As an added benefit, this also means passive income opportunities for agents, incentivizing them to be a part of attracting high-performing agents over and over again. “We have some agents making, you know, $10,000 extra a year just from having an agent on the team that has nothing to do with their business,” Mark says.

A hands-off approach to growth and accountability

With all of Home Squad’s growth, you might think managing all of their leads would be quite the challenge.

But Mark and his team have a clear system for that too.

“With tracking lead generation, we’re not the typical group,” Mark says. He uses Follow Up Boss to take a bird’s eye view of lead generation across the team. And because he’s spending money on leads, he wants to make sure his team is calling them. 

But he’s also not checking up on agents to ask, how many people did you call?

Mark uses Follow Up Boss to view his team’s lead data at a high level and track agent performance over time.

The right Home Squad team members see themselves as entrepreneurs running their own business, he points out. “If you can't succeed in our world by yourself, you probably need to go to a team that tells you how many calls you're going to make.”

One of the ways Home Squad strikes the right balance is through a first-to-claim lead routing system. “We call it jump ball,” he says with a chuckle. 

If an agent claims a lead and doesn’t call within the first 24 hours, the lead goes back up for grabs. This allows agents to take charge of their workload, while incorporating hands-off accountability that keeps Mark from having to micromanage follow-up. 

With these systems in place, what do Mark’s days look like? 

  • First things first: getting his four kids (ages 6, 4, 3, and 1) ready and dropped off at daycare in the morning.
  • 2-3 Zoom calls a day with agents or lenders to help them build their business
  • 2-3 hours per day building the business or working on technology
  • 1 hour reviewing the database, in contact with current or past clients

Even though Mark is in production less than he was last year, he still spends time in the business every day. He jokes about stopping for just a day — but even though his days aren’t rigidly scheduled, he still picks up the phone any time an agent or client calls him.

“I don’t know a day that I didn’t do real estate,” he says.

Outsourcing to both people and processes

Looking back, one of the major lessons Mark learned is to invest back into his business.

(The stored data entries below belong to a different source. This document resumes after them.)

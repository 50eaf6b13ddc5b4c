/**
 * Authentication
 *
 * This module owns every way a request can become an authenticated user:
 *
 * - `Credentials` is the closed set of authentication strategies. There are
 *   exactly two: local username/password and the Google authorization-code
 *   callback. Both funnel through the single `authenticate` entry point,
 *   which resolves them to an `AuthenticatedUser` or an `AuthError`.
 * - `password` hashes and verifies local credentials (bcrypt).
 * - `session` issues and verifies the signed session cookie and provides
 *   the request extractors for the current user.
 * - `google` performs the provider-side half of the OAuth exchange.
 * - `handlers` contains the HTTP handlers for register, login, logout, and
 *   the Google route pair.
 */

use crate::server::state::AppState;
use crate::users::{self, StoreError, User};
use thiserror::Error;

pub mod google;
pub mod handlers;
pub mod password;
pub mod session;

/// Authentication failures.
#[derive(Debug, Error)]
pub enum AuthError {
    /// Unknown username or wrong password. The two cases are deliberately
    /// indistinguishable to the caller.
    #[error("invalid username or password")]
    InvalidCredentials,

    /// The provider declined consent or the code exchange failed.
    #[error("provider rejected the authorization: {0}")]
    OAuthDenied(String),

    /// The user store failed underneath the strategy.
    #[error(transparent)]
    Store(#[from] StoreError),

    /// A session token could not be issued or verified.
    #[error("session token error: {0}")]
    Session(#[from] jsonwebtoken::errors::Error),
}

/// The closed set of authentication strategies.
#[derive(Debug)]
pub enum Credentials {
    /// Local username + password login
    Local { username: String, password: String },
    /// Google OAuth callback carrying the authorization code
    Google { code: String },
}

/// A resolved identity: the stored record plus the provider-supplied
/// display name. The name is session-only; it is never persisted.
#[derive(Debug)]
pub struct AuthenticatedUser {
    pub user: User,
    pub name: Option<String>,
}

/// Resolve credentials to a stored user.
///
/// Local credentials are checked against the stored bcrypt hash; a missing
/// user, a missing hash (OAuth-only account), and a mismatched password all
/// collapse into `InvalidCredentials`. Google credentials run the code
/// exchange and then an atomic find-or-create keyed on the Google id, so a
/// first login creates the account and later logins reuse it.
pub async fn authenticate(
    state: &AppState,
    credentials: Credentials,
) -> Result<AuthenticatedUser, AuthError> {
    match credentials {
        Credentials::Local { username, password } => {
            let user = users::find_by_username(&state.pool, &username)
                .await?
                .ok_or(AuthError::InvalidCredentials)?;

            let hash = user
                .password_hash
                .as_deref()
                .ok_or(AuthError::InvalidCredentials)?;

            let valid = password::verify(&password, hash).map_err(|e| {
                tracing::error!("password verification error: {:?}", e);
                AuthError::InvalidCredentials
            })?;

            if !valid {
                return Err(AuthError::InvalidCredentials);
            }

            Ok(AuthenticatedUser { user, name: None })
        }
        Credentials::Google { code } => {
            let profile = state.google.exchange_code(&code).await?;
            let user = users::find_or_create_by_google_id(&state.pool, &profile.id).await?;
            Ok(AuthenticatedUser {
                user,
                name: profile.name,
            })
        }
    }
}
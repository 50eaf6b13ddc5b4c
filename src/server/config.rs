/**
 * Server Configuration
 *
 * This module loads and validates the server configuration from environment
 * variables. Configuration is read exactly once at startup into an
 * `AppConfig`; nothing else in the application touches the environment.
 *
 * # Variables
 *
 * - `SECRET_KEY` - session-cookie signing secret (required)
 * - `DATABASE_URL` - user store connection string (required)
 * - `CLIENT_ID` / `CLIENT_SECRET` / `CALL_BACK_URL` - Google OAuth
 *   credentials and redirect URL (required)
 * - `SERVER_PORT` - listen port, defaults to 3000
 *
 * # Error Handling
 *
 * A missing or malformed value is a hard error: the server refuses to start
 * rather than limping along without sessions or a store.
 */

use thiserror::Error;

use crate::auth::google::GoogleOAuth;

/// Configuration errors surfaced at startup.
#[derive(Debug, Error)]
pub enum ConfigError {
    #[error("missing required environment variable {0}")]
    MissingVar(&'static str),

    #[error("invalid value for {name}: {message}")]
    InvalidVar { name: &'static str, message: String },
}

/// Application configuration, loaded once at startup.
#[derive(Debug, Clone)]
pub struct AppConfig {
    /// User store connection string
    pub database_url: String,
    /// Secret used to sign session cookies
    pub secret_key: String,
    /// Google OAuth client (credentials + endpoints)
    pub google: GoogleOAuth,
    /// Port the server listens on
    pub port: u16,
}

impl AppConfig {
    /// Load configuration from the environment.
    ///
    /// # Errors
    ///
    /// Returns `ConfigError` if any required variable is missing or cannot
    /// be parsed. The caller is expected to abort startup on error.
    pub fn from_env() -> Result<Self, ConfigError> {
        let database_url = require("DATABASE_URL")?;
        let secret_key = require("SECRET_KEY")?;

        let client_id = require("CLIENT_ID")?;
        let client_secret = require("CLIENT_SECRET")?;
        let callback_url = require("CALL_BACK_URL")?;

        let google = GoogleOAuth::new(client_id, client_secret, callback_url).map_err(|e| {
            ConfigError::InvalidVar {
                name: "CALL_BACK_URL",
                message: e.to_string(),
            }
        })?;

        let port = parse_port(std::env::var("SERVER_PORT").ok())?;

        Ok(Self {
            database_url,
            secret_key,
            google,
            port,
        })
    }
}

fn require(name: &'static str) -> Result<String, ConfigError> {
    std::env::var(name).map_err(|_| ConfigError::MissingVar(name))
}

fn parse_port(value: Option<String>) -> Result<u16, ConfigError> {
    match value {
        None => Ok(3000),
        Some(raw) => raw.parse::<u16>().map_err(|e| ConfigError::InvalidVar {
            name: "SERVER_PORT",
            message: e.to_string(),
        }),
    }
}

#[cfg(test)]
mod tests {
    use super::*;

    #[test]
    fn test_port_defaults_to_3000() {
        assert_eq!(parse_port(None).unwrap(), 3000);
    }

    #[test]
    fn test_port_parses_override() {
        assert_eq!(parse_port(Some("8080".to_string())).unwrap(), 8080);
    }

    #[test]
    fn test_port_rejects_garbage() {
        let err = parse_port(Some("not-a-port".to_string())).unwrap_err();
        assert!(matches!(err, ConfigError::InvalidVar { name: "SERVER_PORT", .. }));
    }
}
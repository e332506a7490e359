use super::ListParams;
use crate::{errors::ServiceError, services::products::CreateProductRequest, AppState};
use axum::{
    extract::{Path, Query, State},
    http::StatusCode,
    response::IntoResponse,
    routing::{get, post},
    Json, Router,
};
use serde_json::json;
use uuid::Uuid;

pub fn router() -> Router<AppState> {
    Router::new()
        .route("/", post(create_product).get(list_products))
        .route("/:id", get(get_product))
}

async fn create_product(
    State(state): State<AppState>,
    Json(payload): Json<CreateProductRequest>,
) -> Result<impl IntoResponse, ServiceError> {
    let product = state.products.create_product(payload).await?;
    Ok((StatusCode::CREATED, Json(product)))
}

async fn get_product(
    State(state): State<AppState>,
    Path(id): Path<Uuid>,
) -> Result<impl IntoResponse, ServiceError> {
    let product = state.products.get_product(id).await?;
    Ok(Json(product))
}

async fn list_products(
    State(state): State<AppState>,
    Query(params): Query<ListParams>,
) -> Result<impl IntoResponse, ServiceError> {
    let (items, total) = state
        .products
        .list_products(params.page, params.per_page)
        .await?;
    Ok(Json(json!({
        "items": items,
        "total": total,
        "page": params.page,
        "per_page": params.per_page,
    })))
}
mod m20240101_000002_create_stock_tables {
    use sea_orm_migration::prelude::*;

    pub struct Migration;

    impl MigrationName for Migration {
        fn name(&self) -> &str {
            "m20240101_000002_create_stock_tables"
        }
    }

    #[async_trait::async_trait]
    impl MigrationTrait for Migration {
        async fn up(&self, manager: &SchemaManager) -> Result<(), DbErr> {
            manager
                .create_table(
                    Table::create()
                        .table(StockLevels::Table)
                        .if_not_exists()
                        .col(
                            ColumnDef::new(StockLevels::Id)
                                .uuid()
                                .primary_key()
                                .not_null(),
                        )
                        .col(ColumnDef::new(StockLevels::ProductId).uuid().not_null())
                        .col(ColumnDef::new(StockLevels::LocationId).uuid().not_null())
                        .col(
                            ColumnDef::new(StockLevels::CurrentQuantity)
                                .integer()
                                .not_null()
                                .default(0),
                        )
                        .col(
                            ColumnDef::new(StockLevels::MinimumThreshold)
                                .integer()
                                .not_null()
                                .default(0),
                        )
                        .col(
                            ColumnDef::new(StockLevels::MaximumThreshold)
                                .integer()
                                .null(),
                        )
                        .col(ColumnDef::new(StockLevels::Status).string().not_null())
                        .col(
                            ColumnDef::new(StockLevels::AlertEnabled)
                                .boolean()
                                .not_null()
                                .default(true),
                        )
                        .col(
                            ColumnDef::new(StockLevels::ReorderQuantity)
                                .integer()
                                .null(),
                        )
                        .col(ColumnDef::new(StockLevels::CreatedAt).timestamp().not_null())
                        .col(ColumnDef::new(StockLevels::UpdatedAt).timestamp().null())
                        .to_owned(),
                )
                .await?;

            manager
                .create_index(
                    Index::create()
                        .if_not_exists()
                        .name("idx_stock_levels_product_location")
                        .table(StockLevels::Table)
                        .col(StockLevels::ProductId)
                        .col(StockLevels::LocationId)
                        .unique()
                        .to_owned(),
                )
                .await?;

            manager
                .create_index(
                    Index::create()
                        .if_not_exists()
                        .name("idx_stock_levels_status")
                        .table(StockLevels::Table)
                        .col(StockLevels::Status)
                        .to_owned(),
                )
                .await?;

            manager
                .create_table(
                    Table::create()
                        .table(StockHistory::Table)
                        .if_not_exists()
                        .col(
                            ColumnDef::new(StockHistory::Id)
                                .uuid()
                                .primary_key()
                                .not_null(),
                        )
                        .col(ColumnDef::new(StockHistory::StockLevelId).uuid().not_null())
                        .col(ColumnDef::new(StockHistory::Type).string().not_null())
                        .col(
                            ColumnDef::new(StockHistory::QuantityBefore)
                                .integer()
                                .not_null(),
                        )
                        .col(
                            ColumnDef::new(StockHistory::QuantityAfter)
                                .integer()
                                .not_null(),
                        )
                        .col(
                            ColumnDef::new(StockHistory::QuantityChanged)
                                .integer()
                                .not_null(),
                        )
                        .col(ColumnDef::new(StockHistory::Reference).string().null())
                        .col(ColumnDef::new(StockHistory::PerformedBy).string().null())
                        .col(ColumnDef::new(StockHistory::Notes).string().null())
                        .col(
                            ColumnDef::new(StockHistory::CreatedAt)
                                .timestamp()
                                .not_null(),
                        )
                        .to_owned(),
                )
                .await?;

            manager
                .create_index(
                    Index::create()
                        .if_not_exists()
                        .name("idx_stock_history_stock_level_id")
                        .table(StockHistory::Table)
                        .col(StockHistory::StockLevelId)
                        .to_owned(),
                )
                .await?;

            manager
                .create_table(
                    Table::create()
                        .table(WarehouseStockLevels::Table)
                        .if_not_exists()
                        .col(
                            ColumnDef::new(WarehouseStockLevels::Id)
                                .uuid()
                                .primary_key()
                                .not_null(),
                        )
                        .col(
                            ColumnDef::new(WarehouseStockLevels::WarehouseId)
                                .uuid()
                                .not_null(),
                        )
                        .col(
                            ColumnDef::new(WarehouseStockLevels::ProductId)
                                .uuid()
                                .not_null(),
                        )
                        .col(
                            ColumnDef::new(WarehouseStockLevels::AvailableQuantity)
                                .integer()
                                .not_null()
                                .default(0),
                        )
                        .col(
                            ColumnDef::new(WarehouseStockLevels::AllocatedQuantity)
                                .integer()
                                .not_null()
                                .default(0),
                        )
                        .col(
                            ColumnDef::new(WarehouseStockLevels::ReservedQuantity)
                                .integer()
                                .not_null()
                                .default(0),
                        )
                        .col(
                            ColumnDef::new(WarehouseStockLevels::DamagedQuantity)
                                .integer()
                                .not_null()
                                .default(0),
                        )
                        .col(
                            ColumnDef::new(WarehouseStockLevels::TotalQuantity)
                                .integer()
                                .not_null()
                                .default(0),
                        )
                        .col(
                            ColumnDef::new(WarehouseStockLevels::CreatedAt)
                                .timestamp()
                                .not_null(),
                        )
                        .col(
                            ColumnDef::new(WarehouseStockLevels::UpdatedAt)
                                .timestamp()
                                .null(),
                        )
                        .to_owned(),
                )
                .await?;

            manager
                .create_index(
                    Index::create()
                        .if_not_exists()
                        .name("idx_warehouse_stock_levels_warehouse_product")
                        .table(WarehouseStockLevels::Table)
                        .col(WarehouseStockLevels::WarehouseId)
                        .col(WarehouseStockLevels::ProductId)
                        .unique()
                        .to_owned(),
                )
                .await?;

            Ok(())
        }

        async fn down(&self, manager: &SchemaManager) -> Result<(), DbErr> {
            manager
                .drop_table(Table::drop().table(WarehouseStockLevels::Table).to_owned())
                .await?;
            manager
                .drop_table(Table::drop().table(StockHistory::Table).to_owned())
                .await?;
            manager
                .drop_table(Table::drop().table(StockLevels::Table).to_owned())
                .await
        }
    }

    #[derive(DeriveIden)]
    pub(super) enum StockLevels {
        Table,
        Id,
        ProductId,
        LocationId,
        CurrentQuantity,
        MinimumThreshold,
        MaximumThreshold,
        Status,
        AlertEnabled,
        ReorderQuantity,
        CreatedAt,
        UpdatedAt,
    }

    #[derive(DeriveIden)]
    pub(super) enum StockHistory {
        Table,
        Id,
        StockLevelId,
        Type,
        QuantityBefore,
        QuantityAfter,
        QuantityChanged,
        Reference,
        PerformedBy,
        Notes,
        CreatedAt,
    }

    #[derive(DeriveIden)]
    pub(super) enum WarehouseStockLevels {
        Table,
        Id,
        WarehouseId,
        ProductId,
        AvailableQuantity,
        AllocatedQuantity,
        ReservedQuantity,
        DamagedQuantity,
        TotalQuantity,
        CreatedAt,
        UpdatedAt,
    }
}
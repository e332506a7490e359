use async_trait::async_trait;
use chrono::{DateTime, Utc};
use rust_decimal::Decimal;
use sea_orm::entity::prelude::*;
use sea_orm::{ActiveValue, Set};
use serde::{Deserialize, Serialize};
use uuid::Uuid;
use validator::Validate;

/// Catalog product. Orders and inventory transactions denormalize
/// `sku`/`name` from here at creation time.
#[derive(Clone, Debug, PartialEq, Eq, DeriveEntityModel, Serialize, Deserialize, Validate)]
#[sea_orm(table_name = "products")]
pub struct Model {
    #[sea_orm(primary_key, auto_increment = false)]
    pub id: Uuid,

    #[validate(length(min = 1, max = 100, message = "SKU must be between 1 and 100 characters"))]
    pub sku: String,

    #[validate(length(
        min = 1,
        max = 255,
        message = "Product name must be between 1 and 255 characters"
    ))]
    pub name: String,

    #[validate(length(max = 2000, message = "Description cannot exceed 2000 characters"))]
    pub description: Option<String>,

    pub unit_price: Option<Decimal>,
    pub is_active: bool,
    pub created_at: DateTime<Utc>,
    pub updated_at: Option<DateTime<Utc>>,
}

#[derive(Copy, Clone, Debug, EnumIter, DeriveRelation)]
pub enum Relation {
    #[sea_orm(has_many = "super::stock_level::Entity")]
    StockLevels,
    #[sea_orm(has_many = "super::order_item::Entity")]
    OrderItems,
}

impl Related<super::stock_level::Entity> for Entity {
    fn to() -> RelationDef {
        Relation::StockLevels.def()
    }
}

impl Related<super::order_item::Entity> for Entity {
    fn to() -> RelationDef {
        Relation::OrderItems.def()
    }
}

#[async_trait]
impl ActiveModelBehavior for ActiveModel {
    async fn before_save<C: ConnectionTrait>(self, _db: &C, _insert: bool) -> Result<Self, DbErr>
    where
        C: ConnectionTrait,
    {
        let mut active_model = self;
        if let ActiveValue::NotSet = active_model.created_at {
            active_model.created_at = Set(Utc::now());
        }
        Ok(active_model)
    }
}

Mark learned this one the hard way after attempting to edit his own YouTube videos. “Why did I spend two days trying to edit one graphic that came up and said ‘Mark Raumaker’? What a waste of time!”

Mark is still learning to take things off his plate, even if he feels like he could do them himself.

But the way he sees it, outsourcing isn’t limited to hiring out tasks. It often looks like delegating repeatable tasks to systems like Follow Up Boss. 

Mark loves how Smart Lists make the agent’s job extra clear: creating a prospect’s stage or timeline. From there, Follow Up Boss puts leads into a cycle to automatically remind agents when to reach out again. 

Smart Lists let Mark and his agents assign leads to a stage and timeline — rather than wondering if they’ve forgotten anyone.

Better (and bigger) than the year before

Even in a turbulent market, Mark’s goal is what it’s always been: to do better this year than last year. 

He hopes to hit 300 homes total and is confident that the team is on track to meet that.

The Home Squad has come a long way from a team of three former actors who didn’t plan on growing. Now, Mark aspires to be one of the biggest eXp teams in the US. “I do believe we could be — at least within our brokerage — one of the bigger teams. Maybe even bigger than that.”

And with a standout brand that allows leaders to thrive on their own terms, we think Mark and the Home Squad will have no problem reaching that goal.